Genetic Programming for Control

Complexity reduction of deep control algorithms by genetic programming for autonomous robotics applications.
Description of the Project: 

The aim of this project is to develop a stringent approach to automatic programming of control systems based on an intermediate implicitly learned representation of the control task by a neural network. While deep neural networks (DNN) have been shown to be capable of solving control problems effectively based on learning from demonstration and reinforcement learning, the resulting representations are computational complex and lack immediate inspectability. Genetic programming (GP) for control, on the other hand, has the disadvantage that many expensive fitness evaluations using the real system are needed. The proposed combination of the two techniques can remove the problems on both sides if the GP is based on an intermediate representation of the control task by a DNN.

The Atari challenge is one of the few non-trivial tasks that were solved by both DNN and GP separately, but it dealt with an artificial situation. We intend to expand this approach by a combination of GP and DNN in order to solve on three major challenges: (1) Can a GP solution represent the DNN sufficiently well for all relevant task conditions? (2) Does it generalise well to noisy and realistic environments? (3) How are the components of the evolved programs related to various aspects of the task? The project will correspondingly have three phases which may run partly in parallel. The first phase will study the representational capabilities of GPs, the second phase will test the approach in a real control environment, and the third phase will analyse the solution and evaluate the results in regard to explainable AI.

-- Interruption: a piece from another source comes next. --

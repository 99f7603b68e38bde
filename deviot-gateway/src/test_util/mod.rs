pub mod memory_broker;

pub use memory_broker::{MemoryBroker, PublishedMessage};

The project will provide a versatile output which can lead to synergies with a number of other projects. It will nevertheless be critical to run robotics experiments also as part of the project. We intend to study grasping with a robotic hand, where clusters of different object and grasp types will provide a sufficiently rich set of validation cases, and the explanatory gap that is intended to be closed by the proposed research would be marked out by the identification of grasping failures. In this way a less abled hand (e.g. the Open Bionics 3D printed hand) appears to be a reasonable choice.

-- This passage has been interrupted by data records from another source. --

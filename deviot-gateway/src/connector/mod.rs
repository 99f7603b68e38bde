//! Publish/subscribe connection lifecycle.
//!
//! The [`Connector`] owns one background task that connects to the broker,
//! subscribes to the gateway's action topic and forwards every inbound action
//! to an [`ActionDispatcher`]. When the session fails the task waits out an
//! exponential backoff and tries again, until [`Connector::stop`] is called.

mod broker;
mod mqtt;
mod retry;

pub use broker::{Broker, BrokerLink, InboundMessage, Inbox};
pub use mqtt::MqttBroker;
pub use retry::BackoffPolicy;

use std::sync::Arc;
use std::time::Duration;

use async_trait::async_trait;
use backoff::backoff::Backoff;
use backoff::ExponentialBackoff;
use deviot_common::Topics;
use serde::Serialize;
use serde_json::Value;
use tokio::sync::{watch, Mutex, RwLock};
use tokio::task::JoinHandle;
use tokio::time::timeout;
use tokio_util::sync::CancellationToken;

use crate::error::Result;
use crate::transition::{Outcome, TransitionTracker};

/// How long a clean shutdown waits for the transport to flush.
const CLOSE_GRACE: Duration = Duration::from_secs(1);

/// Receives inbound action messages.
#[async_trait]
pub trait ActionDispatcher: Send + Sync {
    async fn dispatch(&self, payload: Value) -> Result<()>;
}

/// Connection state of a [`Connector`].
#[derive(Debug, Clone, Copy, PartialEq, Eq)]
pub enum ConnectionState {
    Disconnected,
    Connecting,
    Connected,
    Reconnecting,
}

/// State shared between the connector handle and its background task.
struct Shared {
    broker: Arc<dyn Broker>,
    topics: Topics,
    /// Present only while connected.
    link: RwLock<Option<Arc<dyn BrokerLink>>>,
    state: watch::Sender<ConnectionState>,
}

impl Shared {
    fn set_state(&self, state: ConnectionState) {
        self.state.send_replace(state);
    }

    async fn set_link(&self, link: Option<Arc<dyn BrokerLink>>) {
        *self.link.write().await = link;
    }
}

struct Worker {
    cancel: CancellationToken,
    handle: JoinHandle<()>,
}

/// Publish/subscribe connector for one gateway.
pub struct Connector {
    shared: Arc<Shared>,
    backoff: BackoffPolicy,
    worker: Mutex<Option<Worker>>,
}

impl Connector {
    /// Create a connector. Topics are derived here, once, from `owner` and `name`.
    pub fn new(broker: Arc<dyn Broker>, owner: &str, name: &str, backoff: BackoffPolicy) -> Self {
        let (state, _) = watch::channel(ConnectionState::Disconnected);
        Self {
            shared: Arc::new(Shared {
                broker,
                topics: Topics::derive(owner, name),
                link: RwLock::new(None),
                state,
            }),
            backoff,
            worker: Mutex::new(None),
        }
    }

    pub fn topics(&self) -> &Topics {
        &self.shared.topics
    }

    pub fn host(&self) -> &str {
        self.shared.broker.host()
    }

    pub fn port(&self) -> u16 {
        self.shared.broker.port()
    }

    pub fn state(&self) -> ConnectionState {
        *self.shared.state.borrow()
    }

    /// Watch connection state changes.
    pub fn subscribe_state(&self) -> watch::Receiver<ConnectionState> {
        self.shared.state.subscribe()
    }

    pub async fn is_running(&self) -> bool {
        self.worker.lock().await.is_some()
    }

    /// Start the connect/listen loop. No-op if it is already running.
    pub async fn start(&self, dispatcher: Arc<dyn ActionDispatcher>) {
        let mut worker = self.worker.lock().await;
        if worker.is_some() {
            tracing::warn!(broker = %self.address(), "Connector already started");
            return;
        }

        let cancel = CancellationToken::new();
        let connection = ConnectionLoop {
            shared: self.shared.clone(),
            dispatcher,
            backoff: self.backoff.build(),
            max_delay: self.backoff.max,
            tracker: TransitionTracker::new(),
            cancel: cancel.clone(),
        };
        let handle = tokio::spawn(connection.run());

        *worker = Some(Worker { cancel, handle });
    }

    /// Stop the loop and close the connection.
    ///
    /// Interrupts any backoff wait. When this returns the loop has exited.
    /// The worker lock is held until then so a concurrent `start` cannot
    /// race the old loop's teardown.
    pub async fn stop(&self) {
        let mut worker = self.worker.lock().await;
        let Some(running) = worker.take() else {
            tracing::warn!(broker = %self.address(), "Connector already stopped");
            return;
        };

        running.cancel.cancel();
        if let Err(e) = running.handle.await {
            tracing::error!(broker = %self.address(), error = %e, "Connector task failed");
        }
        tracing::info!(broker = %self.address(), "Connector stopped");
    }

    /// Publish `payload` as JSON on the data topic.
    ///
    /// Best effort: dropped when not connected, logged and dropped when the
    /// transport fails. Never waits for a reconnect.
    pub async fn publish<T: Serialize + ?Sized>(&self, payload: &T) {
        let link = self.shared.link.read().await.clone();
        let Some(link) = link else {
            tracing::debug!(topic = %self.shared.topics.data, "Not connected, dropping data");
            return;
        };

        let bytes = match serde_json::to_vec(payload) {
            Ok(bytes) => bytes,
            Err(e) => {
                tracing::error!(error = %e, "Failed to serialize data");
                return;
            }
        };

        if let Err(e) = link.publish(&self.shared.topics.data, bytes).await {
            tracing::error!(topic = %self.shared.topics.data, error = %e, "Failed to publish data");
        }
    }

    fn address(&self) -> String {
        format!("{}:{}", self.host(), self.port())
    }
}

/// Background connect/listen loop.
struct ConnectionLoop {
    shared: Arc<Shared>,
    dispatcher: Arc<dyn ActionDispatcher>,
    backoff: ExponentialBackoff,
    max_delay: Duration,
    tracker: TransitionTracker,
    cancel: CancellationToken,
}

impl ConnectionLoop {
    async fn run(mut self) {
        let broker = format!("{}:{}", self.shared.broker.host(), self.shared.broker.port());
        self.shared.set_state(ConnectionState::Connecting);

        loop {
            match self.session(&broker).await {
                Ok(()) => break,
                Err(e) => {
                    self.shared.set_link(None).await;
                    self.shared.set_state(ConnectionState::Reconnecting);

                    let delay = self.backoff.next_backoff().unwrap_or(self.max_delay);
                    if self.tracker.observe(Outcome::Failing) {
                        tracing::error!(
                            broker = %broker,
                            error = %e,
                            delay_secs = delay.as_secs_f64(),
                            "MQTT server disconnected, reconnecting"
                        );
                    } else {
                        tracing::debug!(
                            broker = %broker,
                            error = %e,
                            delay_secs = delay.as_secs_f64(),
                            "MQTT reconnect failed"
                        );
                    }

                    tokio::select! {
                        _ = self.cancel.cancelled() => break,
                        _ = tokio::time::sleep(delay) => {}
                    }
                }
            }
        }

        self.shared.set_link(None).await;
        self.shared.set_state(ConnectionState::Disconnected);
    }

    /// One connection attempt followed by listening until failure or stop.
    ///
    /// Returns `Ok` only when stopped.
    async fn session(&mut self, broker: &str) -> Result<()> {
        let connected = tokio::select! {
            _ = self.cancel.cancelled() => return Ok(()),
            connected = self.shared.broker.connect() => connected,
        };
        let (link, mut inbox) = connected?;

        if let Err(e) = link.subscribe(&self.shared.topics.action).await {
            if let Err(close) = link.disconnect().await {
                tracing::debug!(broker = %broker, error = %close, "Failed to disconnect after subscribe failure");
            }
            return Err(e);
        }

        self.shared.set_link(Some(link.clone())).await;
        self.shared.set_state(ConnectionState::Connected);
        self.backoff.reset();

        if self.tracker.observe(Outcome::Healthy) {
            tracing::info!(broker = %broker, topic = %self.shared.topics.action, "MQTT server connected");
        } else {
            tracing::debug!(broker = %broker, "MQTT server reconnected");
        }

        loop {
            tokio::select! {
                _ = self.cancel.cancelled() => {
                    self.shared.set_link(None).await;
                    self.close(broker, link.as_ref(), inbox.as_mut()).await;
                    return Ok(());
                }
                message = inbox.next() => {
                    self.handle(message?).await;
                }
            }
        }
    }

    /// Forward one inbound message. Failures are logged and never end the session.
    async fn handle(&self, message: InboundMessage) {
        if message.topic != self.shared.topics.action {
            tracing::debug!(topic = %message.topic, "Ignoring message on unexpected topic");
            return;
        }

        let payload: Value = match serde_json::from_slice(&message.payload) {
            Ok(payload) => payload,
            Err(e) => {
                tracing::error!(
                    message = %String::from_utf8_lossy(&message.payload),
                    error = %e,
                    "Failed to call action: malformed message"
                );
                return;
            }
        };

        if let Err(e) = self.dispatcher.dispatch(payload.clone()).await {
            tracing::error!(message = %payload, error = %e, "Failed to call action");
        }
    }

    async fn close(&self, broker: &str, link: &dyn BrokerLink, inbox: &mut dyn Inbox) {
        if let Err(e) = link.unsubscribe(&self.shared.topics.action).await {
            tracing::warn!(error = %e, "Failed to unsubscribe from action topic");
        }
        if let Err(e) = link.disconnect().await {
            tracing::warn!(error = %e, "Failed to disconnect cleanly");
        }

        // Let the transport flush the requests above
        let drain = async { while inbox.next().await.is_ok() {} };
        let _ = timeout(CLOSE_GRACE, drain).await;
        tracing::info!(broker = %broker, "Disconnected from broker");
    }
}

Drawing on previous experiences, we will consider in particular applications to prosthetics, use an efficient reward-based metrics in the space of functions for GP (which is one of the novel contributions of the project), and structured DNNs, where only some internal components are to be replaced by the GP solution such that the complexity of the GP task can be controlled. Evaluation of the performance of the generated controlled will have consider, pure GP, pure DNN, combinations of GP and DNN as well as existing control algorithms (e.g. based on Eigengrasps). The results of the project will be appreciated due to the ease of transfer to other platforms (provided a control model exists), the expected improvement of the computational efficiency, and the additional safety features enabled by inspectable and prospectively explainable control algorithms. 

Resources required: 
High performance computing equipment, GPUs, 3D printing
Project number: 
300005
First Supervisor: 
University: 
University of Edinburgh
Second Supervisor(s): 
First supervisor university: 
University of Edinburgh
Essential skills and knowledge: 
Probability and statistics, abstract algebra, multi-variable calculus
Desirable skills and knowledge: 
Control theory, robotics, computer vision, parallel computing
References: 

Suganuma, M., Shirakawa, S. and Nagao, T., 2017, July. A genetic programming approach to designing convolutional neural network architectures. In Proc. GECCO (pp. 497-504). ACM.

Milano, N. and Nolfi, S., 2018. Scaling Up Cartesian Genetic Programming through Preferential Selection of Larger Solutions.  arXiv:1810.09485.

Wilson, D.G., Cussat-Blanc, S., Luga, H. and Miller, J.F., 2018. Evolving simple programs for playing Atari games. arXiv preprint arXiv:1806.05695. Erskine, A., Joyce, T. and Herrmann, J.M., 2017. Stochastic stability of particle swarm optimisation. Swarm Intelligence, 11(3-4), pp.295-315. 

Turner, A. P.; Caves, L. S. D.; Stepney, S.; Tyrrell, A. M.; Lones, M. A.  Artificial Epigenetic Networks: Automatic Decomposition of Dynamical Control Tasks Using Topological Self-Modification. IEEE Transactions on Neural Networks and Learning Systems, 28(1): 218-230. 2017.